- ACTION ITEM -
Give the entries again, precisely as they were written.

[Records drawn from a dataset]
=== Begin Enclosure ===
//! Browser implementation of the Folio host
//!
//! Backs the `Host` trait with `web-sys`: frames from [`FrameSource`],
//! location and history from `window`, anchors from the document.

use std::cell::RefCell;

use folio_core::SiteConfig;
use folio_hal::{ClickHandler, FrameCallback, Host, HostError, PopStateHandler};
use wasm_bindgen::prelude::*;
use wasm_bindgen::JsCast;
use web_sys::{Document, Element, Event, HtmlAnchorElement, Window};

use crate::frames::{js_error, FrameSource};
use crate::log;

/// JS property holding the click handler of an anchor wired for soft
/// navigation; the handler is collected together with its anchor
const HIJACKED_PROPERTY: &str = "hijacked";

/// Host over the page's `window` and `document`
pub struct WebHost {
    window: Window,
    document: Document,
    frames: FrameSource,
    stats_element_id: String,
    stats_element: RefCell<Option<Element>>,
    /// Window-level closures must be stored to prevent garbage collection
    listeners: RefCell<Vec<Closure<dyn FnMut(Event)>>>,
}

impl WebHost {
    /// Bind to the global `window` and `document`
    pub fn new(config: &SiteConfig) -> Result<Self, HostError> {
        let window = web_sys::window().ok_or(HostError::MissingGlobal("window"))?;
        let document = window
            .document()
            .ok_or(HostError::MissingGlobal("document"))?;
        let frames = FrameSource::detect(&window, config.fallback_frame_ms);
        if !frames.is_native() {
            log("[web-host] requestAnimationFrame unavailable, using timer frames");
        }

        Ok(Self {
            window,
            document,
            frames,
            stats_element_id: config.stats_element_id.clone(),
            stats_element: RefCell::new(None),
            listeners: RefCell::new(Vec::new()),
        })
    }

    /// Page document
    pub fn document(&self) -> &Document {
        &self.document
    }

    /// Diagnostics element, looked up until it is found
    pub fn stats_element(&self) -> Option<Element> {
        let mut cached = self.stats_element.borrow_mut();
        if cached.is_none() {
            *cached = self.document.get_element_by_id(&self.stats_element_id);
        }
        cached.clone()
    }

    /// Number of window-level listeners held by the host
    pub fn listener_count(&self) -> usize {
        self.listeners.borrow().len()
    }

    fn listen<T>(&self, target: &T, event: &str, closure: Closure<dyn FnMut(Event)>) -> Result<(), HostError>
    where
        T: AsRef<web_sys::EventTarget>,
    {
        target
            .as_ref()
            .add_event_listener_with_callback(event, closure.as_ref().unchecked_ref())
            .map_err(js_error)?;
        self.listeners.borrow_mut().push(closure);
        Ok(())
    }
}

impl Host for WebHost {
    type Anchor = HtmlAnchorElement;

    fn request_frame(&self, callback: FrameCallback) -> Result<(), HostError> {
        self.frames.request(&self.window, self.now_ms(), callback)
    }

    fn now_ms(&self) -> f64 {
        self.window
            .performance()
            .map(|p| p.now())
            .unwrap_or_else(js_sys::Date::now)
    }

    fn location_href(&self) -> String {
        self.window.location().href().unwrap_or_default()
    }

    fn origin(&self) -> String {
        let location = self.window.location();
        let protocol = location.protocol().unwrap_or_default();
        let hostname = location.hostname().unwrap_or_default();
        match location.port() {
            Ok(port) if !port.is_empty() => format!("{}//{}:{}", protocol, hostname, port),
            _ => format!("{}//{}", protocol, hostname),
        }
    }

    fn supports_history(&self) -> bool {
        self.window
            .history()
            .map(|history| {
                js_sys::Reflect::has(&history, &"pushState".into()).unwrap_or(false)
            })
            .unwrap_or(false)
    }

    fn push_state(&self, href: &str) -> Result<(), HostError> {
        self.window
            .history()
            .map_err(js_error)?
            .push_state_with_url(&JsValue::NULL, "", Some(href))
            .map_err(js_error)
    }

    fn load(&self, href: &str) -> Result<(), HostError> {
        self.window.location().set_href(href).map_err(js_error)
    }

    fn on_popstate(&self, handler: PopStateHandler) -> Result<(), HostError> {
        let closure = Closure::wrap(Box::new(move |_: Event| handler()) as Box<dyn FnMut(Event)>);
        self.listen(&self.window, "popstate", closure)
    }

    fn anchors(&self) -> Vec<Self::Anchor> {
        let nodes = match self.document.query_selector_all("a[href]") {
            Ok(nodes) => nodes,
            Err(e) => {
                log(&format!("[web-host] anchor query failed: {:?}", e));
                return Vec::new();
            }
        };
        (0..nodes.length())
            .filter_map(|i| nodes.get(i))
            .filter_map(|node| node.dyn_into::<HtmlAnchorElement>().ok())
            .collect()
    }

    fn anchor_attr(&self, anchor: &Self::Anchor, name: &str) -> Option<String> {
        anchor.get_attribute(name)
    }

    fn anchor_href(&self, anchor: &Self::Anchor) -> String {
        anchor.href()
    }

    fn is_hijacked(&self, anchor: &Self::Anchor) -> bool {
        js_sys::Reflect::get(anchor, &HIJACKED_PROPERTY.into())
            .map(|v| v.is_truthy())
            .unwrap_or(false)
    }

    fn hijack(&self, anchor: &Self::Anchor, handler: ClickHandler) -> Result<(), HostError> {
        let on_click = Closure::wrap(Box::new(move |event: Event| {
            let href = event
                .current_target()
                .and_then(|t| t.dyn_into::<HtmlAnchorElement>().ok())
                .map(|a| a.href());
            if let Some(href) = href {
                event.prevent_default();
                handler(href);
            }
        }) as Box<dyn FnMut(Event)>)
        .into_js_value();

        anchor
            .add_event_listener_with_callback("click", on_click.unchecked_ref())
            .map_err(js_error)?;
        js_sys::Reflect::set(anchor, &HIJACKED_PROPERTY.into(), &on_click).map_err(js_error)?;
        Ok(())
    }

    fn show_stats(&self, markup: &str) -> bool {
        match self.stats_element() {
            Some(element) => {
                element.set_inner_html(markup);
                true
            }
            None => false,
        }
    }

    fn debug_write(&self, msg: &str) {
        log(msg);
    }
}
=== End Enclosure ===
- ANSWER TO THIS PROBLEM -
//! Browser implementation of the Folio host
//!
//! Backs the `Host` trait with `web-sys`: frames from [`FrameSource`],
//! location and history from `window`, anchors from the document.

use std::cell::RefCell;

use folio_core::SiteConfig;
use folio_hal::{ClickHandler, FrameCallback, Host, HostError, PopStateHandler};
use wasm_bindgen::prelude::*;
use wasm_bindgen::JsCast;
use web_sys::{Document, Element, Event, HtmlAnchorElement, Window};

use crate::frames::{js_error, FrameSource};
use crate::log;

/// JS property holding the click handler of an anchor wired for soft
/// navigation; the handler is collected together with its anchor
const HIJACKED_PROPERTY: &str = "hijacked";

/// Host over the page's `window` and `document`
pub struct WebHost {
    window: Window,
    document: Document,
    frames: FrameSource,
    stats_element_id: String,
    stats_element: RefCell<Option<Element>>,
    /// Window-level closures must be stored to prevent garbage collection
    listeners: RefCell<Vec<Closure<dyn FnMut(Event)>>>,
}

impl WebHost {
    /// Bind to the global `window` and `document`
    pub fn new(config: &SiteConfig) -> Result<Self, HostError> {
        let window = web_sys::window().ok_or(HostError::MissingGlobal("window"))?;
        let document = window
            .document()
            .ok_or(HostError::MissingGlobal("document"))?;
        let frames = FrameSource::detect(&window, config.fallback_frame_ms);
        if !frames.is_native() {
            log("[web-host] requestAnimationFrame unavailable, using timer frames");
        }

        Ok(Self {
            window,
            document,
            frames,
            stats_element_id: config.stats_element_id.clone(),
            stats_element: RefCell::new(None),
            listeners: RefCell::new(Vec::new()),
        })
    }

    /// Page document
    pub fn document(&self) -> &Document {
        &self.document
    }

    /// Diagnostics element, looked up until it is found
    pub fn stats_element(&self) -> Option<Element> {
        let mut cached = self.stats_element.borrow_mut();
        if cached.is_none() {
            *cached = self.document.get_element_by_id(&self.stats_element_id);
        }
        cached.clone()
    }

    /// Number of window-level listeners held by the host
    pub fn listener_count(&self) -> usize {
        self.listeners.borrow().len()
    }

    fn listen<T>(&self, target: &T, event: &str, closure: Closure<dyn FnMut(Event)>) -> Result<(), HostError>
    where
        T: AsRef<web_sys::EventTarget>,
    {
        target
            .as_ref()
            .add_event_listener_with_callback(event, closure.as_ref().unchecked_ref())
            .map_err(js_error)?;
        self.listeners.borrow_mut().push(closure);
        Ok(())
    }
}

impl Host for WebHost {
    type Anchor = HtmlAnchorElement;

    fn request_frame(&self, callback: FrameCallback) -> Result<(), HostError> {
        self.frames.request(&self.window, self.now_ms(), callback)
    }

    fn now_ms(&self) -> f64 {
        self.window
            .performance()
            .map(|p| p.now())
            .unwrap_or_else(js_sys::Date::now)
    }

    fn location_href(&self) -> String {
        self.window.location().href().unwrap_or_default()
    }

    fn origin(&self) -> String {
        let location = self.window.location();
        let protocol = location.protocol().unwrap_or_default();
        let hostname = location.hostname().unwrap_or_default();
        match location.port() {
            Ok(port) if !port.is_empty() => format!("{}//{}:{}", protocol, hostname, port),
            _ => format!("{}//{}", protocol, hostname),
        }
    }

    fn supports_history(&self) -> bool {
        self.window
            .history()
            .map(|history| {
                js_sys::Reflect::has(&history, &"pushState".into()).unwrap_or(false)
            })
            .unwrap_or(false)
    }

    fn push_state(&self, href: &str) -> Result<(), HostError> {
        self.window
            .history()
            .map_err(js_error)?
            .push_state_with_url(&JsValue::NULL, "", Some(href))
            .map_err(js_error)
    }

    fn load(&self, href: &str) -> Result<(), HostError> {
        self.window.location().set_href(href).map_err(js_error)
    }

    fn on_popstate(&self, handler: PopStateHandler) -> Result<(), HostError> {
        let closure = Closure::wrap(Box::new(move |_: Event| handler()) as Box<dyn FnMut(Event)>);
        self.listen(&self.window, "popstate", closure)
    }

    fn anchors(&self) -> Vec<Self::Anchor> {
        let nodes = match self.document.query_selector_all("a[href]") {
            Ok(nodes) => nodes,
            Err(e) => {
                log(&format!("[web-host] anchor query failed: {:?}", e));
                return Vec::new();
            }
        };
        (0..nodes.length())
            .filter_map(|i| nodes.get(i))
            .filter_map(|node| node.dyn_into::<HtmlAnchorElement>().ok())
            .collect()
    }

    fn anchor_attr(&self, anchor: &Self::Anchor, name: &str) -> Option<String> {
        anchor.get_attribute(name)
    }

    fn anchor_href(&self, anchor: &Self::Anchor) -> String {
        anchor.href()
    }

    fn is_hijacked(&self, anchor: &Self::Anchor) -> bool {
        js_sys::Reflect::get(anchor, &HIJACKED_PROPERTY.into())
            .map(|v| v.is_truthy())
            .unwrap_or(false)
    }

    fn hijack(&self, anchor: &Self::Anchor, handler: ClickHandler) -> Result<(), HostError> {
        let on_click = Closure::wrap(Box::new(move |event: Event| {
            let href = event
                .current_target()
                .and_then(|t| t.dyn_into::<HtmlAnchorElement>().ok())
                .map(|a| a.href());
            if let Some(href) = href {
                event.prevent_default();
                handler(href);
            }
        }) as Box<dyn FnMut(Event)>)
        .into_js_value();

        anchor
            .add_event_listener_with_callback("click", on_click.unchecked_ref())
            .map_err(js_error)?;
        js_sys::Reflect::set(anchor, &HIJACKED_PROPERTY.into(), &on_click).map_err(js_error)?;
        Ok(())
    }

    fn show_stats(&self, markup: &str) -> bool {
        match self.stats_element() {
            Some(element) => {
                element.set_inner_html(markup);
                true
            }
            None => false,
        }
    }

    fn debug_write(&self, msg: &str) {
        log(msg);
    }
}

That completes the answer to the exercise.